FIG. 6. Strand cleavage by Flp(H305L) and Flp in substrates with spacer bulges and spacer mismatches
A, in the normal Flp substrate shown at the top, the numbers 0 and 0′ (C) and 9 and 9′ (G) refer to the nucleotide positions immediately flanking the spacer. The bulge positions on the top strand are denoted above the respective reactions. The reactions in lanes 2 and 3 were done with the control substrate harboring no spacer bulges. B, in the schematic representation of Flp substrates, the mismatched nucleotides are indicated. The designations of substrate and cleavage bands in A and B follow the symbols used in Fig. 5.
FIG. 7. The cleavage yields by Flp(H305L) from Fig. 6_A_, CL and CR, respectively, were calculated (as described under “Materials and Methods”) and graphed as a function of the bulge position (indicated by the vertical arrows on the abscissa)
The cleavage curve was drawn (solid line) by connecting points representing the algebraic sum of CL and CR for each bulge position. The values of CL for the bulge placed between 0 and 1 and that of CR for the bulge placed between 8 and 9 were obtained from the Flp reactions (lanes 5 and 14 of Fig. 6_A_). For a detailed explanation, see text.
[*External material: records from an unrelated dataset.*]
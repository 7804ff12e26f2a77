//! UTM parameter detector.
//!
//! UTM tags are authoritative: any request carrying `utm_source` is
//! classified here with full confidence.

use super::{DetectionMethod, SourceDetector, SourceMatch, TrafficCategory};
use crate::catalog::CompiledCatalog;
use crate::signals::RequestSignals;

/// Confidence assigned to UTM-tagged traffic.
pub const UTM_CONFIDENCE: u8 = 100;

/// Maps `(utm_source, utm_medium)` to a traffic category.
#[derive(Debug, Clone, Default)]
pub struct UtmDetector;

impl UtmDetector {
    pub fn new() -> Self {
        Self
    }

    /// Resolve a category from UTM values.
    ///
    /// Medium rules are checked before source-name rules so that
    /// `google / cpc` is paid rather than organic.
    pub fn categorize(source: &str, medium: Option<&str>, catalog: &CompiledCatalog) -> TrafficCategory {
        let source = source.to_lowercase();
        let medium = medium.map(|m| m.to_lowercase());

        match medium.as_deref() {
            Some(m) if catalog.paid_mediums.contains(m) => return TrafficCategory::Paid,
            Some("organic") => return TrafficCategory::Organic,
            Some("social") | Some("social-media") | Some("social_media") => {
                return TrafficCategory::Social
            }
            Some("email") | Some("e-mail") | Some("newsletter") => return TrafficCategory::Email,
            _ => {}
        }

        if catalog.is_paid_source(&source) {
            TrafficCategory::Paid
        } else if catalog.utm_ai_sources.contains(&source) {
            TrafficCategory::AiAssistant
        } else if catalog.utm_search_sources.contains(&source) {
            TrafficCategory::Organic
        } else if catalog.utm_social_sources.contains(&source) {
            TrafficCategory::Social
        } else {
            TrafficCategory::Referral
        }
    }
}

impl SourceDetector for UtmDetector {
    fn detect(&self, signals: &RequestSignals, catalog: &CompiledCatalog) -> Option<SourceMatch> {
        let source = signals.utm.source.as_deref()?;
        let medium = signals.utm.medium.as_deref();
        let category = Self::categorize(source, medium, catalog);

        let m = SourceMatch::new(category, source, UTM_CONFIDENCE, DetectionMethod::UtmParameters);
        Some(match medium {
            Some(medium) => m.with_medium(medium),
            None => m,
        })
    }

    fn name(&self) -> &'static str {
        "utm"
    }
}

#[cfg(test)]
mod tests {
    use super::*;

    fn catalog() -> CompiledCatalog {
        CompiledCatalog::default()
    }

    #[test]
    fn test_categorize_by_medium() {
        let c = catalog();
        assert_eq!(UtmDetector::categorize("google", Some("organic"), &c), TrafficCategory::Organic);
        assert_eq!(UtmDetector::categorize("google", Some("cpc"), &c), TrafficCategory::Paid);
        assert_eq!(UtmDetector::categorize("anything", Some("social"), &c), TrafficCategory::Social);
        assert_eq!(UtmDetector::categorize("weekly", Some("email"), &c), TrafficCategory::Email);
    }

    #[test]
    fn test_categorize_by_source() {
        let c = catalog();
        assert_eq!(UtmDetector::categorize("ChatGPT", None, &c), TrafficCategory::AiAssistant);
        assert_eq!(UtmDetector::categorize("bing", None, &c), TrafficCategory::Organic);
        assert_eq!(UtmDetector::categorize("linkedin", Some("post"), &c), TrafficCategory::Social);
        assert_eq!(UtmDetector::categorize("googleads", None, &c), TrafficCategory::Paid);
        assert_eq!(UtmDetector::categorize("partner-blog", None, &c), TrafficCategory::Referral);
    }
}
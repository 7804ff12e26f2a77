//! Memo cache for classification results.

use moka::sync::Cache;
use serde::Serialize;
use std::hash::Hash;
use std::sync::atomic::{AtomicU64, Ordering};
use std::time::Duration;

/// Hit/miss counters of a cache.
#[derive(Debug, Clone, Copy, Default, PartialEq, Eq, Serialize)]
pub struct CacheStats {
    pub hits: u64,
    pub misses: u64,
    pub entries: u64,
}

/// Bounded, TTL-expiring cache wrapper with statistics.
pub struct MemoCache<K, V>
where
    K: Hash + Eq + Send + Sync + Clone + 'static,
    V: Clone + Send + Sync + 'static,
{
    inner: Cache<K, V>,
    name: String,
    hits: AtomicU64,
    misses: AtomicU64,
}

impl<K, V> MemoCache<K, V>
where
    K: Hash + Eq + Send + Sync + Clone + 'static,
    V: Clone + Send + Sync + 'static,
{
    /// Create a new cache with the given parameters.
    pub fn new(name: impl Into<String>, max_capacity: u64, ttl: Duration) -> Self {
        let inner = Cache::builder()
            .max_capacity(max_capacity)
            .time_to_live(ttl)
            .build();

        Self {
            inner,
            name: name.into(),
            hits: AtomicU64::new(0),
            misses: AtomicU64::new(0),
        }
    }

    pub fn get(&self, key: &K) -> Option<V> {
        let value = self.inner.get(key);
        let counter = if value.is_some() { &self.hits } else { &self.misses };
        counter.fetch_add(1, Ordering::Relaxed);
        value
    }

    pub fn insert(&self, key: K, value: V) {
        self.inner.insert(key, value);
    }

    /// Cached value for `key`, computing and storing it on a miss.
    pub fn get_or_insert_with(&self, key: K, compute: impl FnOnce() -> V) -> V {
        if let Some(value) = self.get(&key) {
            return value;
        }
        let value = compute();
        self.inner.insert(key, value.clone());
        value
    }

    pub fn stats(&self) -> CacheStats {
        CacheStats {
            hits: self.hits.load(Ordering::Relaxed),
            misses: self.misses.load(Ordering::Relaxed),
            entries: self.inner.entry_count(),
        }
    }

    pub fn name(&self) -> &str {
        &self.name
    }

    /// Drop every entry. Counters are kept.
    pub fn invalidate_all(&self) {
        self.inner.invalidate_all();
    }
}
This manipulation was necessitated by the severely diminished cleavage capacity of Flp(H305L) at a scissile phosphodiester position when it was flanked immediately by a bulge on the same strand or the opposite strand (lanes 6 and 15 of Fig. 6_A_; see also text for details). The dashed line is the cleavage curve computed for bottom strand bulges from an experiment analogous to that shown in Fig. 6_A_.
FIG. 8. Strand cleavage bias as a function of the bulge position within the Cre spacer
A, the bulge locations are indicated above the respective reactions. A control assay with the normal substrate (schematically depicted at the top) is shown in lane 2. B, the amounts of CL and CR products from reactions with the bulge-containing substrates were normalized against the corresponding amounts from the control substrate (lane 2) as described under “Materials and Methods.” The graph represents the averaged values from two reaction sets, one of which is shown in A.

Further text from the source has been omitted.